(What this task involves): An accurate, complete copy of the records below is required.

Stored data:
+++
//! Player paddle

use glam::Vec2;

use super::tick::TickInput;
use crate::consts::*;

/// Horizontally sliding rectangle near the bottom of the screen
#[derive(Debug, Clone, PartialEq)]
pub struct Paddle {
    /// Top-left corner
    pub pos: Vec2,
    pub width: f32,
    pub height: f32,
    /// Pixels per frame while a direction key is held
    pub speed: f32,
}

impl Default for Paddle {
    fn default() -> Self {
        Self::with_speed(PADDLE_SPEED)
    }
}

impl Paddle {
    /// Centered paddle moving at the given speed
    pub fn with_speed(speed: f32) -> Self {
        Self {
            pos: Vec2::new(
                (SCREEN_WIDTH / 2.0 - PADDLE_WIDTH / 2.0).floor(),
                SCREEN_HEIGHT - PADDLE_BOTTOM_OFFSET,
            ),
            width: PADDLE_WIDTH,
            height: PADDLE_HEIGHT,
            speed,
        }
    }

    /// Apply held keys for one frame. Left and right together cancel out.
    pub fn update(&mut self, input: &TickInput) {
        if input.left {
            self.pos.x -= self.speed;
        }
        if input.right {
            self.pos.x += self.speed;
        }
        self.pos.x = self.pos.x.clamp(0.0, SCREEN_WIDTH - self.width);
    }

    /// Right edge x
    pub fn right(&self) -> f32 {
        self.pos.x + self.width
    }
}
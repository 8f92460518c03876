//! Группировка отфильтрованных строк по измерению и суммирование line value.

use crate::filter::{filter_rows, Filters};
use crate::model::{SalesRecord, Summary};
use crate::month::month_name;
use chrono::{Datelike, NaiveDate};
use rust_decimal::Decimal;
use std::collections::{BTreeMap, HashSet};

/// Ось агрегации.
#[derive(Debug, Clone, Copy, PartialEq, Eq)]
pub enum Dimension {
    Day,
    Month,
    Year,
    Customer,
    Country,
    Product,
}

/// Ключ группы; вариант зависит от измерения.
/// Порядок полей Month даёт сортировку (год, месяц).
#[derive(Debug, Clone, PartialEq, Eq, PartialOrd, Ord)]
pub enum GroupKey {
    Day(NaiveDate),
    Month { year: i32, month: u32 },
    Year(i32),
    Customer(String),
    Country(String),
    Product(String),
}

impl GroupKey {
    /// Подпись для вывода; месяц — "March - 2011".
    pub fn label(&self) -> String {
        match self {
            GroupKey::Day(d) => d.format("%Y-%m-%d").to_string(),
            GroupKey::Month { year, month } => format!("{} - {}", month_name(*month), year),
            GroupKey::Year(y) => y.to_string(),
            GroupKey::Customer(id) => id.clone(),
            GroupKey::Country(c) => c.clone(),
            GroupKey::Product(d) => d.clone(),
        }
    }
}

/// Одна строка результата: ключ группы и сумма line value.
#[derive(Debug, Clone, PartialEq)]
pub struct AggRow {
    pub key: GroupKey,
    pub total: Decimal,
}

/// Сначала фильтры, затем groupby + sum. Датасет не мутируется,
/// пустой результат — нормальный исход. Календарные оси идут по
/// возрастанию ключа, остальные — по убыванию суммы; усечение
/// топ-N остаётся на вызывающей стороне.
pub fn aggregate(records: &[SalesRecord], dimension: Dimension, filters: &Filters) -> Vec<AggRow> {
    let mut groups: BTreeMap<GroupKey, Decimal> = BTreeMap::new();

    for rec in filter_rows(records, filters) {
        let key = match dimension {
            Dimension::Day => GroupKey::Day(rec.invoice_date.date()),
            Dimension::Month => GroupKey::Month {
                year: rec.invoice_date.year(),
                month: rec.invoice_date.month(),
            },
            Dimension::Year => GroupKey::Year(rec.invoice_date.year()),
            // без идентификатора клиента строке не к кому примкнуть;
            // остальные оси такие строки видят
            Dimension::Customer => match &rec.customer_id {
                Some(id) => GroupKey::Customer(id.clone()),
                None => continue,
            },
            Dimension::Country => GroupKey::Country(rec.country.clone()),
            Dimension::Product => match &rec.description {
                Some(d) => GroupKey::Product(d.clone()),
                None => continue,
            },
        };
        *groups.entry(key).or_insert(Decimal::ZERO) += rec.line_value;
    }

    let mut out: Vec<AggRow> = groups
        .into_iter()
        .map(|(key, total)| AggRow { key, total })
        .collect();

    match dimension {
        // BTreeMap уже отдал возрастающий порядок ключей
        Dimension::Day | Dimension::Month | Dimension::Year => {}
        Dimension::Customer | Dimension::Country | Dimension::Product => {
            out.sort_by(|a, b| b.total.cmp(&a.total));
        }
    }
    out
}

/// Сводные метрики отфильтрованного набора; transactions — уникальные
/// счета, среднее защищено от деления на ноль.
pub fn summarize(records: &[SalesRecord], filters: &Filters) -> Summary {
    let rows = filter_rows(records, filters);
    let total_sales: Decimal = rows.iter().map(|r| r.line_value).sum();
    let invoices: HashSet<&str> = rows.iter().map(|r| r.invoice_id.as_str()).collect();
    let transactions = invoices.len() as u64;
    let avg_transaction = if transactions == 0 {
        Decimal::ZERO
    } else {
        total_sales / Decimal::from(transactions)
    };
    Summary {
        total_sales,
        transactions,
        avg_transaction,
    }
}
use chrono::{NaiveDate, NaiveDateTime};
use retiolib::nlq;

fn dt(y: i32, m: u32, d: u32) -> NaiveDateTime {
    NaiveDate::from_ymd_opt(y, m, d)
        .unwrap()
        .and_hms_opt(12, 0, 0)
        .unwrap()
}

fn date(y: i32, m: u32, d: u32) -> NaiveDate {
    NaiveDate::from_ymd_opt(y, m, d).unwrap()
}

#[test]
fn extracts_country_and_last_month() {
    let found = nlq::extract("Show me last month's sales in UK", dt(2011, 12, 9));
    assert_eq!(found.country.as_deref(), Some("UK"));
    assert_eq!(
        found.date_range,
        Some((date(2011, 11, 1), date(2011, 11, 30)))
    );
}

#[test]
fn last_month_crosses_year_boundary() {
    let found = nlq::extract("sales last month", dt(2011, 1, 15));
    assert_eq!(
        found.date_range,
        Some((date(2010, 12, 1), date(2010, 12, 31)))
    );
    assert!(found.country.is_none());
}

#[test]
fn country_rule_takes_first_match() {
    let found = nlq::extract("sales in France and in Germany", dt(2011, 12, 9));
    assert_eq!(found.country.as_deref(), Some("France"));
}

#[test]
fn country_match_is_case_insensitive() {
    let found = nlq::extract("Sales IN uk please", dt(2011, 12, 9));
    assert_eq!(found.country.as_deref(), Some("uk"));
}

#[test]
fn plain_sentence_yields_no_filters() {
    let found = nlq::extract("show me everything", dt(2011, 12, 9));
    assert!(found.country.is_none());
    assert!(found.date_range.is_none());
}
+++
(Exercise result):
//! Player paddle

use glam::Vec2;

use super::tick::TickInput;
use crate::consts::*;

/// Horizontally sliding rectangle near the bottom of the screen
#[derive(Debug, Clone, PartialEq)]
pub struct Paddle {
    /// Top-left corner
    pub pos: Vec2,
    pub width: f32,
    pub height: f32,
    /// Pixels per frame while a direction key is held
    pub speed: f32,
}

impl Default for Paddle {
    fn default() -> Self {
        Self::with_speed(PADDLE_SPEED)
    }
}

impl Paddle {
    /// Centered paddle moving at the given speed
    pub fn with_speed(speed: f32) -> Self {
        Self {
            pos: Vec2::new(
                (SCREEN_WIDTH / 2.0 - PADDLE_WIDTH / 2.0).floor(),
                SCREEN_HEIGHT - PADDLE_BOTTOM_OFFSET,
            ),
            width: PADDLE_WIDTH,
            height: PADDLE_HEIGHT,
            speed,
        }
    }

    /// Apply held keys for one frame. Left and right together cancel out.
    pub fn update(&mut self, input: &TickInput) {
        if input.left {
            self.pos.x -= self.speed;
        }
        if input.right {
            self.pos.x += self.speed;
        }
        self.pos.x = self.pos.x.clamp(0.0, SCREEN_WIDTH - self.width);
    }

    /// Right edge x
    pub fn right(&self) -> f32 {
        self.pos.x + self.width
    }
}
repository 8f92460518c03876
//! Группировка отфильтрованных строк по измерению и суммирование line value.

use crate::filter::{filter_rows, Filters};
use crate::model::{SalesRecord, Summary};
use crate::month::month_name;
use chrono::{Datelike, NaiveDate};
use rust_decimal::Decimal;
use std::collections::{BTreeMap, HashSet};

/// Ось агрегации.
#[derive(Debug, Clone, Copy, PartialEq, Eq)]
pub enum Dimension {
    Day,
    Month,
    Year,
    Customer,
    Country,
    Product,
}

/// Ключ группы; вариант зависит от измерения.
/// Порядок полей Month даёт сортировку (год, месяц).
#[derive(Debug, Clone, PartialEq, Eq, PartialOrd, Ord)]
pub enum GroupKey {
    Day(NaiveDate),
    Month { year: i32, month: u32 },
    Year(i32),
    Customer(String),
    Country(String),
    Product(String),
}

impl GroupKey {
    /// Подпись для вывода; месяц — "March - 2011".
    pub fn label(&self) -> String {
        match self {
            GroupKey::Day(d) => d.format("%Y-%m-%d").to_string(),
            GroupKey::Month { year, month } => format!("{} - {}", month_name(*month), year),
            GroupKey::Year(y) => y.to_string(),
            GroupKey::Customer(id) => id.clone(),
            GroupKey::Country(c) => c.clone(),
            GroupKey::Product(d) => d.clone(),
        }
    }
}

/// Одна строка результата: ключ группы и сумма line value.
#[derive(Debug, Clone, PartialEq)]
pub struct AggRow {
    pub key: GroupKey,
    pub total: Decimal,
}

/// Сначала фильтры, затем groupby + sum. Датасет не мутируется,
/// пустой результат — нормальный исход. Календарные оси идут по
/// возрастанию ключа, остальные — по убыванию суммы; усечение
/// топ-N остаётся на вызывающей стороне.
pub fn aggregate(records: &[SalesRecord], dimension: Dimension, filters: &Filters) -> Vec<AggRow> {
    let mut groups: BTreeMap<GroupKey, Decimal> = BTreeMap::new();

    for rec in filter_rows(records, filters) {
        let key = match dimension {
            Dimension::Day => GroupKey::Day(rec.invoice_date.date()),
            Dimension::Month => GroupKey::Month {
                year: rec.invoice_date.year(),
                month: rec.invoice_date.month(),
            },
            Dimension::Year => GroupKey::Year(rec.invoice_date.year()),
            // без идентификатора клиента строке не к кому примкнуть;
            // остальные оси такие строки видят
            Dimension::Customer => match &rec.customer_id {
                Some(id) => GroupKey::Customer(id.clone()),
                None => continue,
            },
            Dimension::Country => GroupKey::Country(rec.country.clone()),
            Dimension::Product => match &rec.description {
                Some(d) => GroupKey::Product(d.clone()),
                None => continue,
            },
        };
        *groups.entry(key).or_insert(Decimal::ZERO) += rec.line_value;
    }

    let mut out: Vec<AggRow> = groups
        .into_iter()
        .map(|(key, total)| AggRow { key, total })
        .collect();

    match dimension {
        // BTreeMap уже отдал возрастающий порядок ключей
        Dimension::Day | Dimension::Month | Dimension::Year => {}
        Dimension::Customer | Dimension::Country | Dimension::Product => {
            out.sort_by(|a, b| b.total.cmp(&a.total));
        }
    }
    out
}

/// Сводные метрики отфильтрованного набора; transactions — уникальные
/// счета, среднее защищено от деления на ноль.
pub fn summarize(records: &[SalesRecord], filters: &Filters) -> Summary {
    let rows = filter_rows(records, filters);
    let total_sales: Decimal = rows.iter().map(|r| r.line_value).sum();
    let invoices: HashSet<&str> = rows.iter().map(|r| r.invoice_id.as_str()).collect();
    let transactions = invoices.len() as u64;
    let avg_transaction = if transactions == 0 {
        Decimal::ZERO
    } else {
        total_sales / Decimal::from(transactions)
    };
    Summary {
        total_sales,
        transactions,
        avg_transaction,
    }
}
use chrono::{NaiveDate, NaiveDateTime};
use retiolib::nlq;

fn dt(y: i32, m: u32, d: u32) -> NaiveDateTime {
    NaiveDate::from_ymd_opt(y, m, d)
        .unwrap()
        .and_hms_opt(12, 0, 0)
        .unwrap()
}

fn date(y: i32, m: u32, d: u32) -> NaiveDate {
    NaiveDate::from_ymd_opt(y, m, d).unwrap()
}

#[test]
fn extracts_country_and_last_month() {
    let found = nlq::extract("Show me last month's sales in UK", dt(2011, 12, 9));
    assert_eq!(found.country.as_deref(), Some("UK"));
    assert_eq!(
        found.date_range,
        Some((date(2011, 11, 1), date(2011, 11, 30)))
    );
}

#[test]
fn last_month_crosses_year_boundary() {
    let found = nlq::extract("sales last month", dt(2011, 1, 15));
    assert_eq!(
        found.date_range,
        Some((date(2010, 12, 1), date(2010, 12, 31)))
    );
    assert!(found.country.is_none());
}

#[test]
fn country_rule_takes_first_match() {
    let found = nlq::extract("sales in France and in Germany", dt(2011, 12, 9));
    assert_eq!(found.country.as_deref(), Some("France"));
}

#[test]
fn country_match_is_case_insensitive() {
    let found = nlq::extract("Sales IN uk please", dt(2011, 12, 9));
    assert_eq!(found.country.as_deref(), Some("uk"));
}

#[test]
fn plain_sentence_yields_no_filters() {
    let found = nlq::extract("show me everything", dt(2011, 12, 9));
    assert!(found.country.is_none());
    assert!(found.date_range.is_none());
}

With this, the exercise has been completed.